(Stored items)
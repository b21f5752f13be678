//! [`Record`] implementation for [`Location`].

use crate::location_actor::LocationError;
use crate::model::{Location, LocationCreate, LocationId, LocationUpdate};
use async_trait::async_trait;
use std::convert::Infallible;
use table_actor::Record;

fn checked_name(name: String) -> Result<String, LocationError> {
    let trimmed = name.trim();
    if trimmed.is_empty() {
        return Err(LocationError::EmptyName);
    }
    Ok(trimmed.to_string())
}

#[async_trait]
impl Record for Location {
    type Id = LocationId;
    type Create = LocationCreate;
    type Update = LocationUpdate;
    type Action = Infallible;
    type ActionResult = ();
    type Context = ();
    type Error = LocationError;

    fn from_create_params(id: LocationId, params: LocationCreate) -> Result<Self, LocationError> {
        Ok(Self {
            id,
            name: checked_name(params.name)?,
            floor: params.floor,
            description: params.description,
            position: i64::from(id.0),
        })
    }

    fn sort_key(&self) -> i64 {
        self.position
    }

    async fn on_update(&mut self, update: LocationUpdate, _ctx: &()) -> Result<(), LocationError> {
        if let Some(name) = update.name {
            self.name = checked_name(name)?;
        }
        if let Some(floor) = update.floor {
            self.floor = floor;
        }
        if let Some(description) = update.description {
            self.description = description;
        }
        if let Some(position) = update.position {
            self.position = position;
        }
        Ok(())
    }

    async fn handle_action(&mut self, action: Infallible, _ctx: &()) -> Result<(), LocationError> {
        match action {}
    }
}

* **WHAT THIS TASK INVOLVES**
Would you write out the full set of records above without alteration?

* **RESULT**
repository b21f5752f13be678
//! [`Record`] implementation for [`Location`].

use crate::location_actor::LocationError;
use crate::model::{Location, LocationCreate, LocationId, LocationUpdate};
use async_trait::async_trait;
use std::convert::Infallible;
use table_actor::Record;

fn checked_name(name: String) -> Result<String, LocationError> {
    let trimmed = name.trim();
    if trimmed.is_empty() {
        return Err(LocationError::EmptyName);
    }
    Ok(trimmed.to_string())
}

#[async_trait]
impl Record for Location {
    type Id = LocationId;
    type Create = LocationCreate;
    type Update = LocationUpdate;
    type Action = Infallible;
    type ActionResult = ();
    type Context = ();
    type Error = LocationError;

    fn from_create_params(id: LocationId, params: LocationCreate) -> Result<Self, LocationError> {
        Ok(Self {
            id,
            name: checked_name(params.name)?,
            floor: params.floor,
            description: params.description,
            position: i64::from(id.0),
        })
    }

    fn sort_key(&self) -> i64 {
        self.position
    }

    async fn on_update(&mut self, update: LocationUpdate, _ctx: &()) -> Result<(), LocationError> {
        if let Some(name) = update.name {
            self.name = checked_name(name)?;
        }
        if let Some(floor) = update.floor {
            self.floor = floor;
        }
        if let Some(description) = update.description {
            self.description = description;
        }
        if let Some(position) = update.position {
            self.position = position;
        }
        Ok(())
    }

    async fn handle_action(&mut self, action: Infallible, _ctx: &()) -> Result<(), LocationError> {
        match action {}
    }
}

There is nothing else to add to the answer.